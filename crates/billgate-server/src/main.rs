//! Billing gateway server
//!
//! Loads configuration, connects the backend clients, loads the RBAC policy
//! and serves the REST API with graceful shutdown.

mod config;
mod telemetry;

use anyhow::{Context, Result};
use billgate_api::{
    build_api_server, AppState, AuthState, GatewayConfig, MiddlewareConfig, RbacPolicy,
    StorageBuckets,
};
use billgate_backend::{
    BillingService, GrpcBillingClient, GrpcReporterClient, HttpObjectStorage, ReporterService,
};
use clap::Parser;
use std::future::IntoFuture;
use std::net::SocketAddr;
use std::path::PathBuf;
use std::sync::Arc;
use std::time::Duration;
use tokio::signal;
use tokio::sync::oneshot;
use tracing::{error, info, warn};

use crate::config::ServerConfig;

/// Command-line arguments
#[derive(Parser, Debug)]
#[command(author, version, about, long_about = None)]
struct Args {
    /// Configuration directory
    #[arg(short, long, env = "CONFIG_DIR", default_value = "config")]
    config_dir: PathBuf,

    /// Environment (development, production, etc.)
    #[arg(short, long, env = "ENVIRONMENT", default_value = "development")]
    environment: String,

    /// Server host
    #[arg(long, env = "SERVER_HOST")]
    host: Option<String>,

    /// Server port
    #[arg(short, long, env = "SERVER_PORT")]
    port: Option<u16>,

    /// RBAC policy file
    #[arg(long, env = "POLICY_FILE")]
    policy_file: Option<PathBuf>,
}

#[tokio::main]
async fn main() -> Result<()> {
    dotenvy::dotenv().ok();

    let args = Args::parse();

    let mut config =
        ServerConfig::load(&args.config_dir, &args.environment).with_context(|| {
            format!(
                "Failed to load configuration from {}",
                args.config_dir.display()
            )
        })?;

    if let Some(host) = args.host {
        config.server.host = host;
    }
    if let Some(port) = args.port {
        config.server.port = port;
    }
    if let Some(policy_file) = args.policy_file {
        config.auth.policy_file = Some(policy_file);
    }

    telemetry::init(&config.logging).context("Failed to initialise logging")?;

    info!("Starting billing gateway");
    info!("Environment: {}", args.environment);

    let gateway = Arc::new(
        config
            .check(&args.environment)
            .context("Invalid configuration")?,
    );

    let policy = Arc::new(load_policy(&gateway)?);

    let billing: Arc<dyn BillingService> = Arc::new(
        GrpcBillingClient::from_config(&gateway.backend.billing)
            .context("Invalid billing backend settings")?,
    );
    let reporter: Arc<dyn ReporterService> = Arc::new(
        GrpcReporterClient::from_config(&gateway.backend.reporter)
            .context("Invalid reporter backend settings")?,
    );
    info!(
        billing = %gateway.backend.billing.endpoint,
        reporter = %gateway.backend.reporter.endpoint,
        "Backend clients configured"
    );

    let storage = StorageBuckets {
        agreements: Arc::new(
            HttpObjectStorage::new(&gateway.storage.agreements)
                .context("Invalid agreements bucket settings")?,
        ),
        reporter: Arc::new(
            HttpObjectStorage::new(&gateway.storage.reporter)
                .context("Invalid reporter bucket settings")?,
        ),
        documents: Arc::new(
            HttpObjectStorage::new(&gateway.storage.documents)
                .context("Invalid documents bucket settings")?,
        ),
    };

    let auth = AuthState::new(&gateway, policy, billing.clone())
        .context("Failed to set up authentication")?;
    let state = AppState::new(gateway.clone(), billing, reporter, storage);

    let app = build_api_server(
        state,
        auth,
        MiddlewareConfig::new().with_cors(config.cors.clone()),
    );

    let addr: SocketAddr = config
        .bind_address()
        .parse()
        .context("Invalid HTTP bind address")?;

    let listener = tokio::net::TcpListener::bind(addr)
        .await
        .context("Failed to bind HTTP server")?;

    info!("HTTP Server listening on http://{}", addr);

    if !config.server.graceful_shutdown {
        axum::serve(listener, app)
            .await
            .context("HTTP Server error")?;
        return Ok(());
    }

    let (stop_tx, stop_rx) = oneshot::channel::<()>();
    let mut server = tokio::spawn(
        axum::serve(listener, app)
            .with_graceful_shutdown(async move {
                stop_rx.await.ok();
            })
            .into_future(),
    );

    tokio::select! {
        res = &mut server => {
            res.context("HTTP Server task failed")?.context("HTTP Server error")?;
        }
        _ = shutdown_signal() => {
            let _ = stop_tx.send(());
            let grace = Duration::from_secs(config.server.shutdown_timeout_seconds);
            info!("Waiting up to {} seconds for in-flight requests", grace.as_secs());

            match tokio::time::timeout(grace, server).await {
                Ok(res) => res.context("HTTP Server task failed")?.context("HTTP Server error")?,
                Err(_) => warn!("Graceful shutdown timed out, dropping remaining connections"),
            }
        }
    }

    info!("Server shutdown complete");
    Ok(())
}

/// Load the RBAC policy named in the configuration
///
/// Without a policy file every authorization check is denied.
fn load_policy(gateway: &GatewayConfig) -> Result<RbacPolicy> {
    match &gateway.auth.policy_file {
        Some(path) => RbacPolicy::load(path)
            .with_context(|| format!("Failed to load RBAC policy from {}", path.display())),
        None => {
            if !gateway.auth.disable_authz {
                warn!("No auth.policy_file configured; all authorized routes will be denied");
            }
            Ok(RbacPolicy::default())
        }
    }
}

/// Wait for SIGTERM or SIGINT (Ctrl+C)
async fn shutdown_signal() {
    let ctrl_c = async {
        if let Err(e) = signal::ctrl_c().await {
            error!(error = %e, "Failed to listen for Ctrl+C");
            std::future::pending::<()>().await;
        }
    };

    #[cfg(unix)]
    let terminate = async {
        match signal::unix::signal(signal::unix::SignalKind::terminate()) {
            Ok(mut stream) => {
                stream.recv().await;
            }
            Err(e) => {
                error!(error = %e, "Failed to listen for SIGTERM");
                std::future::pending::<()>().await;
            }
        }
    };

    #[cfg(not(unix))]
    let terminate = std::future::pending::<()>();

    tokio::select! {
        _ = ctrl_c => {
            info!("Received Ctrl+C, starting graceful shutdown");
        },
        _ = terminate => {
            info!("Received SIGTERM, starting graceful shutdown");
        },
    }
}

- **WHAT YOU ARE ASKED TO DO**
Would you give the number of lines above that hold "String"? Only the number is needed.

- **TASK RESULT**
2